Changes by Jim Butcher

My rating: 5 of 5 stars

Love, all alike,

no season knows,

nor clime,

nor hours, days, months,

which are the rags of time . . .

If Cormac McCarthy's The Road is about the bond between father and son in a dead world, Jim Butcher's Changes concerns the bond between a father and a daughter he hadn't even known he'd existed until a few days before, in an almost virulently fecund world, a tropical world of malevolent Magick and predatory vampires.

Harry Dresden, Chicago's only consulting wizard, has just discovered that he has an 8-year-old daughter, Maggie Rodriguez. Long ago, her mother, Susan Rodriguez, was Harry's lover -- until she was attacked by his enemies, leaving her body and soul torn between her own humanity and the bloodlust of the vampiric Red Court. For her sake as well as Harry's, Susan fled to South America, where she could fight her savage gift and the monsters who cursed her with it.

But Arianna Ortega, Duchess of the Red Court and daughter of the Red Court's king, discovered Susan's secret, and plans to use it against Harry. The Duchess blames Harry for the death of her husband, and she has desired revenge ever since. Now Harry must take the battle to the Duchess, on her own home ground, where the might of the Red Court is strongest.

To save Maggie, Harry will have to do the unthinkable. The raging fury of his untapped power has always been his greatest temptation. Now he may have no choice save to embrace the darkness within himself.

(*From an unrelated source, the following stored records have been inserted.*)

//! # Texture References
//!
//! A stage texture is either a file path or a procedural expression of the
//! form `#(format,width,height,mip)function(arg,arg,...)`.
//!
//! Procedural parsing never fails hard: when the expression is malformed the
//! reference keeps its raw text and `parsed_ok` is false. For the functions
//! `color`, `fresnel`, `fresnelglass` and `irradiance` the arguments are
//! additionally decoded into a typed [`ProceduralPayload`].
//!
//! ## Example
//!
//! ```rust
//! use rvmat::texture::{parse_texture_ref, ProceduralPayload};
//!
//! let tex = parse_texture_ref("#(argb,8,8,3)color(0.5,0.5,0.5,1.0,co)");
//! assert!(tex.is_procedural() && tex.parsed_ok);
//! let procedural = tex.procedural.unwrap();
//! assert_eq!((procedural.width, procedural.height, procedural.mip), (8, 8, 3));
//! assert!(matches!(procedural.payload, Some(ProceduralPayload::Color(_))));
//! ```

use crate::color::Color;
use crate::diagnostic::Issue;
use crate::options::TextureValidateOptions;
use crate::validate::validate_texture;
use crate::writer::format_number;
use config::constants::PROCEDURAL_PREFIX;
use serde::{Deserialize, Serialize};
use std::path::{Component, Path, PathBuf};

// =============================================================================
// TEXTURE REF
// =============================================================================

/// Kind of texture reference.
#[derive(Debug, Clone, Copy, PartialEq, Eq, Default, Serialize, Deserialize)]
pub enum TextureKind {
    /// A file path, kept opaque.
    #[default]
    Path,
    /// A `#(...)` procedural expression.
    Procedural,
}

/// A texture reference as found in a stage's `texture` field.
#[derive(Debug, Clone, PartialEq, Default, Serialize, Deserialize)]
pub struct TextureRef {
    /// Normalized raw text.
    pub raw: String,
    pub kind: TextureKind,
    /// Whether a procedural expression was parsed successfully.
    pub parsed_ok: bool,
    /// Parsed procedural expression, when `parsed_ok`.
    pub procedural: Option<ProceduralTexture>,
}

impl TextureRef {
    /// Parse a raw texture string. Equivalent to [`parse_texture_ref`].
    pub fn parse(raw: &str) -> Self {
        parse_texture_ref(raw)
    }

    /// A path reference with the given raw text, without normalization.
    pub fn path(raw: impl Into<String>) -> Self {
        Self {
            raw: raw.into(),
            ..Self::default()
        }
    }

    pub fn is_path(&self) -> bool {
        self.kind == TextureKind::Path
    }

    pub fn is_procedural(&self) -> bool {
        self.kind == TextureKind::Procedural
    }

    /// Run the procedural texture checks on this reference.
    ///
    /// Path references and empty references produce no issues.
    pub fn validate(&self, options: &TextureValidateOptions) -> Vec<Issue> {
        validate_texture(self, options)
    }
}

/// Parse a raw texture string into a [`TextureRef`].
///
/// The raw text is normalized first (see [`normalize_texture_raw`]).
pub fn parse_texture_ref(raw: &str) -> TextureRef {
    let raw = normalize_texture_raw(raw);

    if !raw.starts_with(PROCEDURAL_PREFIX) {
        return TextureRef::path(raw);
    }

    let procedural = parse_procedural(&raw);
    TextureRef {
        raw,
        kind: TextureKind::Procedural,
        parsed_ok: procedural.is_some(),
        procedural,
    }
}

/// Clean up malformed texture strings seen in real files.
///
/// Trims whitespace, unwraps a stray `texture="...";` wrapper and drops a
/// trailing `";` artifact.
///
/// ## Example
///
/// ```rust
/// use rvmat::texture::normalize_texture_raw;
///
/// assert_eq!(normalize_texture_raw(" texture=\"a\\b.paa\"; "), "a\\b.paa");
/// assert_eq!(normalize_texture_raw("a\\b.paa\";"), "a\\b.paa");
/// ```
pub fn normalize_texture_raw(raw: &str) -> String {
    const WRAPPER: &str = "texture=\"";

    let s = raw.trim();
    let wrapped = s
        .get(..WRAPPER.len())
        .map_or(false, |head| head.eq_ignore_ascii_case(WRAPPER));

    if wrapped {
        let inner = &s[WRAPPER.len()..];
        let inner = inner.strip_suffix("\";").unwrap_or(inner);
        let inner = inner.strip_suffix('"').unwrap_or(inner);
        return inner.trim().to_string();
    }

    s.strip_suffix("\";").unwrap_or(s).trim().to_string()
}

// =============================================================================
// PROCEDURAL TEXTURE
// =============================================================================

/// A parsed `#(format,width,height,mip)function(args)` expression.
#[derive(Debug, Clone, PartialEq, Default, Serialize, Deserialize)]
pub struct ProceduralTexture {
    /// Pixel format tag such as `argb` or `ai`.
    pub format: String,
    pub width: i64,
    pub height: i64,
    pub mip: i64,
    /// Function name as written.
    pub func: String,
    /// Trimmed argument strings.
    pub args: Vec<String>,
    /// Typed arguments for recognized functions.
    pub payload: Option<ProceduralPayload>,
}

impl ProceduralTexture {
    /// Decoded `color(...)` arguments, if any.
    pub fn color(&self) -> Option<&ProceduralColor> {
        match &self.payload {
            Some(ProceduralPayload::Color(c)) => Some(c),
            _ => None,
        }
    }

    /// Decoded `fresnel(...)` or `fresnelGlass(...)` arguments, if any.
    pub fn fresnel(&self) -> Option<&ProceduralFresnel> {
        match &self.payload {
            Some(ProceduralPayload::Fresnel(f)) => Some(f),
            _ => None,
        }
    }

    /// Decoded `irradiance(...)` argument, if any.
    pub fn irradiance(&self) -> Option<&ProceduralIrradiance> {
        match &self.payload {
            Some(ProceduralPayload::Irradiance(i)) => Some(i),
            _ => None,
        }
    }
}

/// Typed arguments of a recognized procedural function.
#[derive(Debug, Clone, PartialEq, Serialize, Deserialize)]
pub enum ProceduralPayload {
    Color(ProceduralColor),
    Fresnel(ProceduralFresnel),
    Irradiance(ProceduralIrradiance),
}

/// `color(r,g,b,a[,tag])`
#[derive(Debug, Clone, PartialEq, Default, Serialize, Deserialize)]
pub struct ProceduralColor {
    pub r: f64,
    pub g: f64,
    pub b: f64,
    pub a: f64,
    /// Texture tag such as `co` or `nohq`, empty when absent.
    pub tag: String,
}

/// `fresnel(a,b)` and `fresnelGlass(a[,b])`
#[derive(Debug, Clone, Copy, PartialEq, Default, Serialize, Deserialize)]
pub struct ProceduralFresnel {
    pub a: f64,
    /// Zero when omitted.
    pub b: f64,
}

/// `irradiance(value)`
#[derive(Debug, Clone, Copy, PartialEq, Default, Serialize, Deserialize)]
pub struct ProceduralIrradiance {
    pub value: f64,
}

fn parse_procedural(raw: &str) -> Option<ProceduralTexture> {
    let body = raw.strip_prefix(PROCEDURAL_PREFIX)?;
    let close = body.find(')')?;

    let head = split_args(&body[..close]);
    if head.len() < 4 {
        return None;
    }
    let width = head[1].parse::<i64>().ok()?;
    let height = head[2].parse::<i64>().ok()?;
    let mip = head[3].parse::<i64>().ok()?;

    let rest = body[close + 1..].trim();
    if rest.is_empty() {
        return None;
    }
    let (func, args) = parse_call(rest)?;

    let payload = decode_payload(&func, &args);
    Some(ProceduralTexture {
        format: head[0].clone(),
        width,
        height,
        mip,
        func,
        args,
        payload,
    })
}

/// Split `name(args)` at the first `(` and the last `)`.
fn parse_call(s: &str) -> Option<(String, Vec<String>)> {
    let open = s.find('(')?;
    let close = s.rfind(')')?;
    if open == 0 || close <= open {
        return None;
    }
    Some((s[..open].trim().to_string(), split_args(&s[open + 1..close])))
}

fn split_args(s: &str) -> Vec<String> {
    if s.trim().is_empty() {
        return Vec::new();
    }
    s.split(',').map(|part| part.trim().to_string()).collect()
}

fn decode_payload(func: &str, args: &[String]) -> Option<ProceduralPayload> {
    match func.to_ascii_lowercase().as_str() {
        "color" => decode_color(args).map(ProceduralPayload::Color),
        "fresnel" | "fresnelglass" => decode_fresnel(args).map(ProceduralPayload::Fresnel),
        "irradiance" => decode_irradiance(args).map(ProceduralPayload::Irradiance),
        _ => None,
    }
}

fn decode_color(args: &[String]) -> Option<ProceduralColor> {
    if args.len() != 4 && args.len() != 5 {
        return None;
    }
    Some(ProceduralColor {
        r: parse_float_arg(&args[0])?,
        g: parse_float_arg(&args[1])?,
        b: parse_float_arg(&args[2])?,
        a: parse_float_arg(&args[3])?,
        tag: args.get(4).cloned().unwrap_or_default(),
    })
}

fn decode_fresnel(args: &[String]) -> Option<ProceduralFresnel> {
    match args {
        [a] => Some(ProceduralFresnel {
            a: parse_float_arg(a)?,
            b: 0.0,
        }),
        [a, b] => Some(ProceduralFresnel {
            a: parse_float_arg(a)?,
            b: parse_float_arg(b)?,
        }),
        _ => None,
    }
}

fn decode_irradiance(args: &[String]) -> Option<ProceduralIrradiance> {
    match args {
        [value] => Some(ProceduralIrradiance {
            value: parse_float_arg(value)?,
        }),
        _ => None,
    }
}

fn parse_float_arg(s: &str) -> Option<f64> {
    let s = s.trim();
    if s.is_empty() {
        return None;
    }
    s.parse().ok()
}

// =============================================================================
// CONSTRUCTORS
// =============================================================================

/// A positional argument for the procedural constructors.
#[derive(Debug, Clone, PartialEq)]
pub enum ProceduralArg {
    /// Copied verbatim.
    Text(String),
    /// Shortest round-trip representation.
    Float(f64),
    /// Decimal integer.
    Int(i64),
}

impl ProceduralArg {
    fn render(&self) -> String {
        match self {
            Self::Text(s) => s.clone(),
            Self::Float(v) => format_number(*v),
            Self::Int(v) => v.to_string(),
        }
    }
}

impl From<&str> for ProceduralArg {
    fn from(s: &str) -> Self {
        Self::Text(s.to_string())
    }
}

impl From<String> for ProceduralArg {
    fn from(s: String) -> Self {
        Self::Text(s)
    }
}

impl From<f64> for ProceduralArg {
    fn from(v: f64) -> Self {
        Self::Float(v)
    }
}

impl From<f32> for ProceduralArg {
    fn from(v: f32) -> Self {
        Self::Float(f64::from(v))
    }
}

impl From<i64> for ProceduralArg {
    fn from(v: i64) -> Self {
        Self::Int(v)
    }
}

impl From<i32> for ProceduralArg {
    fn from(v: i32) -> Self {
        Self::Int(i64::from(v))
    }
}

/// Build a procedural reference from its parts.
///
/// The raw text is assembled canonically and then parsed, so the result is
/// decorated exactly like a parsed file value.
///
/// ## Example
///
/// ```rust
/// use rvmat::texture::{new_procedural, ProceduralArg};
///
/// let tex = new_procedural("ai", 64, 64, 1, "perlinNoise", &[ProceduralArg::Int(256), ProceduralArg::Float(0.5)]);
/// assert_eq!(tex.raw, "#(ai,64,64,1)perlinNoise(256,0.5)");
/// assert!(tex.parsed_ok);
/// ```
pub fn new_procedural(
    format: &str,
    width: i64,
    height: i64,
    mip: i64,
    func: &str,
    args: &[ProceduralArg],
) -> TextureRef {
    let args: Vec<String> = args.iter().map(ProceduralArg::render).collect();
    let raw = format!(
        "{}{},{},{},{}){}({})",
        PROCEDURAL_PREFIX,
        format,
        width,
        height,
        mip,
        func,
        args.join(",")
    );
    parse_texture_ref(&raw)
}

/// Build a `color(r,g,b,a[,tag])` reference. An empty tag is omitted.
pub fn new_procedural_color(
    format: &str,
    width: i64,
    height: i64,
    mip: i64,
    color: Color,
    tag: &str,
) -> TextureRef {
    let mut args: Vec<ProceduralArg> = vec![
        color.r.into(),
        color.g.into(),
        color.b.into(),
        color.a.into(),
    ];
    if !tag.is_empty() {
        args.push(tag.into());
    }
    new_procedural(format, width, height, mip, "color", &args)
}

/// Build a `fresnel(a,b)` reference.
pub fn new_procedural_fresnel(
    format: &str,
    width: i64,
    height: i64,
    mip: i64,
    a: f64,
    b: f64,
) -> TextureRef {
    new_procedural(format, width, height, mip, "fresnel", &[a.into(), b.into()])
}

/// Build a `fresnelGlass(a[,b])` reference.
pub fn new_procedural_fresnel_glass(
    format: &str,
    width: i64,
    height: i64,
    mip: i64,
    a: f64,
    b: Option<f64>,
) -> TextureRef {
    let mut args = vec![ProceduralArg::from(a)];
    args.extend(b.map(ProceduralArg::from));
    new_procedural(format, width, height, mip, "fresnelGlass", &args)
}

/// Build an `irradiance(value)` reference.
pub fn new_procedural_irradiance(
    format: &str,
    width: i64,
    height: i64,
    mip: i64,
    value: f64,
) -> TextureRef {
    new_procedural(format, width, height, mip, "irradiance", &[value.into()])
}

// =============================================================================
// PATH RESOLVER
// =============================================================================

/// Resolves texture paths against a game root such as `P:\`.
#[derive(Debug, Clone, Default, PartialEq, Eq)]
pub struct PathResolver {
    pub game_root: String,
}

impl PathResolver {
    pub fn new(game_root: impl Into<String>) -> Self {
        Self {
            game_root: game_root.into(),
        }
    }

    /// Resolve a path texture. Procedural references resolve to `None`.
    pub fn resolve_texture_path(&self, texture: &TextureRef) -> Option<PathBuf> {
        if texture.is_procedural() {
            return None;
        }
        self.resolve_path(&texture.raw)
    }

    /// Resolve a raw path.
    ///
    /// Backslashes become `/`. Absolute and drive-letter paths are only
    /// cleaned; relative paths are joined onto the game root.
    ///
    /// ## Example
    ///
    /// ```rust
    /// use rvmat::texture::PathResolver;
    /// use std::path::PathBuf;
    ///
    /// let resolver = PathResolver::new("/games/dayz");
    /// assert_eq!(
    ///     resolver.resolve_path("dz\\data\\.\\x_co.paa"),
    ///     Some(PathBuf::from("/games/dayz/dz/data/x_co.paa"))
    /// );
    /// ```
    pub fn resolve_path(&self, raw: &str) -> Option<PathBuf> {
        if raw.is_empty() {
            return None;
        }

        let norm = PathBuf::from(raw.replace('\\', "/"));
        if norm.is_absolute() || has_drive_letter(raw) || self.game_root.is_empty() {
            return Some(clean_path(&norm));
        }

        Some(clean_path(&Path::new(&self.game_root).join(norm)))
    }
}

fn has_drive_letter(p: &str) -> bool {
    p.as_bytes().get(1) == Some(&b':')
}

/// Lexically normalize a path: drop `.` and fold `name/..` pairs.
fn clean_path(path: &Path) -> PathBuf {
    let mut out: Vec<Component<'_>> = Vec::new();
    for component in path.components() {
        match component {
            Component::CurDir => {}
            Component::ParentDir => match out.last() {
                Some(Component::Normal(_)) => {
                    out.pop();
                }
                Some(Component::RootDir | Component::Prefix(_)) => {}
                _ => out.push(component),
            },
            other => out.push(other),
        }
    }
    if out.is_empty() {
        return PathBuf::from(".");
    }
    out.iter().collect()
}

// =============================================================================
// TESTS
// =============================================================================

Because this time, Harry's not fighting to save a client, the Council, or the world. He's fighting to save his child. . . .

There is something about Jim Butcher's stories of Harry Dresden that I love: the gritty, tell-it-like-it-is realism, the rough humor, the unabashed embrace of Magick as a reality all its own, without apologies or rationalizations of the sort that make many other authors' depictions of Magick at large in the world either precious, even twee, or a matter of one deux ex machina after another, and in either case unconvincing and rather revolting. Harry is the sort of man who, as a teenager, you just know had his Magickal gear strewn all over his bedroom, through the garage, and all over the backyard the way other boys did the same with the guts of their first cars. The sort of man whose had his heart broken again and again, and has maybe broken a few hearts himself. A man who is very used to the corruption of Chicago and the ways of the world in general and can navigate them both and come out of it reasonably intact. But he is also a man who can love deeply, who is more than willing to battle for the right, "to march into Hell on a heavenly cause," and keep on battling even when that cause seems hopeless. A trait that will serve him well as he takes on the forces of Hell itself to rescue his young daughter.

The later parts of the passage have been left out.